Current developments in visual computing have led to a number of emerging new
technologies such as high-dynamic range imaging, stereoscopic 3D and super HD resolutions
that have the potential of revolutionising the way digital media is created and consumed.
High-dynamic range (HDR) imaging [BADC11] enables the capture, storage, processing, and
delivery of real world lighting. The traditional method of imaging, commonly termed Low
Dynamic Range (LDR), is not capable of capturing and displaying all the real world luminance
in one go, leaving many parts of a scene under or over-exposed. Stereoscopy is an imaging
technique which enables or improves the illusion of depth by presenting two offset images
to each of the viewer’s eyes. Stereoscopic-viewing environments not only provide a
qualitative feature that gives the users a better sense of immersion, but also a quantitative
ability that allows the users to have binocular depth information available to them when
performing depth-related visual tasks.
Resent research at WMG’s International Digital Laboratory has shown that it is possible to
combine HDR and stereo imaging methods, by adopting software solutions to be able to
enhance the capture of HDR stereo using only a single HDR video camera (as there are only
two HDR cameras in the world and they are quite expensive). While stereoscopic HDR
demonstrates strong potential, it is lacking, as with most stereo applications due to the
absence of motion parallax that is a perceptive depth cue which occurs, when for example, a
person moves their head. This project will look into a novel imaging method that concerns
itself with multiple views to create a technology we shall term for now High-Fidelity Imaging
(HFI).
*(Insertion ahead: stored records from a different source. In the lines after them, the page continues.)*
//! Moving values between entities

use std::str::FromStr;

use super::Simulation;
use crate::arrays::{Array, EnumArray};
use crate::errors::{CalculationError, Result};

/// How values cross entity boundaries
#[derive(Debug, Clone, Copy, PartialEq, Eq)]
pub enum MapHow {
    Sum,
    Any,
    All,
    Min,
    Max,
    ValueFromFirstPerson,
    Project,
    Mean,
}

impl FromStr for MapHow {
    type Err = CalculationError;

    fn from_str(s: &str) -> Result<Self> {
        Ok(match s {
            "sum" => MapHow::Sum,
            "any" => MapHow::Any,
            "all" => MapHow::All,
            "min" => MapHow::Min,
            "max" => MapHow::Max,
            "value_from_first_person" => MapHow::ValueFromFirstPerson,
            "project" => MapHow::Project,
            "mean" => MapHow::Mean,
            other => {
                return Err(CalculationError::formula(
                    "map_result",
                    format!("unknown mapping '{}'", other),
                ))
            }
        })
    }
}

impl Simulation {
    /// Map `values` from the `source` entity onto the `target` entity
    ///
    /// Person to group aggregates (`sum` by default), group to person
    /// projects (or splits evenly with `mean`), and group to group goes
    /// through persons.
    pub fn map_result(&self, values: &Array, source: &str, target: &str, how: Option<MapHow>) -> Result<Array> {
        if source == target {
            return Ok(values.clone());
        }
        let person = self.tax_benefit_system.person_entity().key.clone();
        if source == person {
            let group = self.population(target)?;
            let how = how.unwrap_or(MapHow::Sum);
            return Ok(match how {
                MapHow::Sum => Array::Float(group.sum(&values.to_f64(), None)?),
                MapHow::Any => Array::Bool(group.any(&values.to_mask(), None)?),
                MapHow::All => Array::Bool(group.all(&values.to_mask(), None)?),
                MapHow::Min => Array::Float(group.min(&values.to_f64(), None)?),
                MapHow::Max => Array::Float(group.max(&values.to_f64(), None)?),
                MapHow::ValueFromFirstPerson => Array::Float(group.value_from_first_person(&values.to_f64())?),
                MapHow::Project | MapHow::Mean => {
                    return Err(CalculationError::formula(
                        "map_result",
                        format!("'{:?}' cannot aggregate {} values into {}", how, source, target),
                    ))
                }
            });
        }
        if target == person {
            let group = self.population(source)?;
            return match how.unwrap_or(MapHow::Project) {
                MapHow::Mean => {
                    let sizes = group.nb_persons(None)?;
                    let shares: Vec<f64> = values
                        .to_f64()
                        .iter()
                        .zip(&sizes)
                        .map(|(v, n)| if *n > 0.0 { v / n } else { 0.0 })
                        .collect();
                    Ok(Array::Float(group.project(&shares)?))
                }
                _ => project(group, values),
            };
        }
        let per_person = self.map_result(values, source, &person, Some(MapHow::Mean))?;
        self.map_result(&per_person, &person, target, Some(MapHow::Sum))
    }
}

fn project(group: &crate::entities::Population, values: &Array) -> Result<Array> {
    Ok(match values {
        Array::Float(v) => Array::Float(group.project(v)?),
        Array::Int(v) => Array::Int(group.project(v)?),
        Array::Bool(v) => Array::Bool(group.project(v)?),
        Array::Str(v) => Array::Str(group.project(v)?),
        Array::Enum(e) => Array::Enum(EnumArray {
            indices: group.project(&e.indices)?,
            possible_values: e.possible_values.clone(),
        }),
    })
}

#[cfg(test)]
mod tests {
    use super::*;
    use crate::entities::{Entity, Members, Population, Role};
    use crate::parameters::ParameterNode;
    use crate::simulation::SimulationConfig;
    use crate::system::TaxBenefitSystem;
    use std::sync::Arc;

    // Persons 0..4; households {0, 1} and {2, 3}; tax units {0}, {1, 2} and {3}
    fn simulation() -> Simulation {
        let entities = vec![
            Entity::person("person", "persons"),
            Entity::group("household", "households", vec![Role::new("member", Some("members"))]),
            Entity::group("tax_unit", "tax_units", vec![Role::new("filer", Some("filers"))]),
        ];
        let system = Arc::new(TaxBenefitSystem::new(entities, ParameterNode::new(""), vec![]).unwrap());
        let entity = |key: &str| Arc::clone(system.entity(key).unwrap());
        let ids = |n: usize| (0..n).map(|i| i.to_string()).collect::<Vec<_>>();
        let populations = vec![
            Population::person(entity("person"), ids(4)),
            Population::group(
                entity("household"),
                ids(2),
                Members::new(vec![0, 0, 1, 1], vec![Some(0); 4], 2).unwrap(),
            )
            .unwrap(),
            Population::group(
                entity("tax_unit"),
                ids(3),
                Members::new(vec![0, 1, 1, 2], vec![Some(0); 4], 3).unwrap(),
            )
            .unwrap(),
        ];
        Simulation::new(system, populations, SimulationConfig::default()).unwrap()
    }

    #[test]
    fn test_person_to_group() {
        let sim = simulation();
        let salaries = Array::Float(vec![1.0, 2.0, 3.0, 4.0]);
        assert_eq!(
            sim.map_result(&salaries, "person", "household", None).unwrap(),
            Array::Float(vec![3.0, 7.0])
        );
        assert_eq!(
            sim.map_result(&salaries, "person", "household", Some(MapHow::Max)).unwrap(),
            Array::Float(vec![2.0, 4.0])
        );
        let flags = Array::Bool(vec![false, true, false, false]);
        assert_eq!(
            sim.map_result(&flags, "person", "household", Some(MapHow::Any)).unwrap(),
            Array::Bool(vec![true, false])
        );
        assert!(sim.map_result(&salaries, "person", "household", Some(MapHow::Project)).is_err());
    }

    #[test]
    fn test_group_to_person() {
        let sim = simulation();
        let rents = Array::Float(vec![100.0, 50.0]);
        assert_eq!(
            sim.map_result(&rents, "household", "person", None).unwrap(),
            Array::Float(vec![100.0, 100.0, 50.0, 50.0])
        );
        assert_eq!(
            sim.map_result(&rents, "household", "person", Some(MapHow::Mean)).unwrap(),
            Array::Float(vec![50.0, 50.0, 25.0, 25.0])
        );
    }

    #[test]
    fn test_group_to_group_splits_through_persons() {
        let sim = simulation();
        let rents = Array::Float(vec![100.0, 50.0]);
        assert_eq!(
            sim.map_result(&rents, "household", "tax_unit", None).unwrap(),
            Array::Float(vec![50.0, 75.0, 25.0])
        );
    }

    #[test]
    fn test_parse_how() {
        assert_eq!("value_from_first_person".parse::<MapHow>().unwrap(), MapHow::ValueFromFirstPerson);
        assert!("median".parse::<MapHow>().is_err());
    }
}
HFI shall be capable of capturing and displaying real-world lighting, stereoscopic and
motion parallex cues generating images with yet-unseen realism. Achieving HFI requires
many challenges that need to be solved, primarily an efficient capture method, a robust
compression method for storage and the ability to display HFI on current and possibly future
standards. This project will look into the creation of novel software and hardware methods
to handle each of these stages and, furthermore, help evaluate HFI compared to other
imaging methods.
The candidate must be a skilled programmer with a first degree in Computer Science,
Engineering, Maths, Physics or a related subject.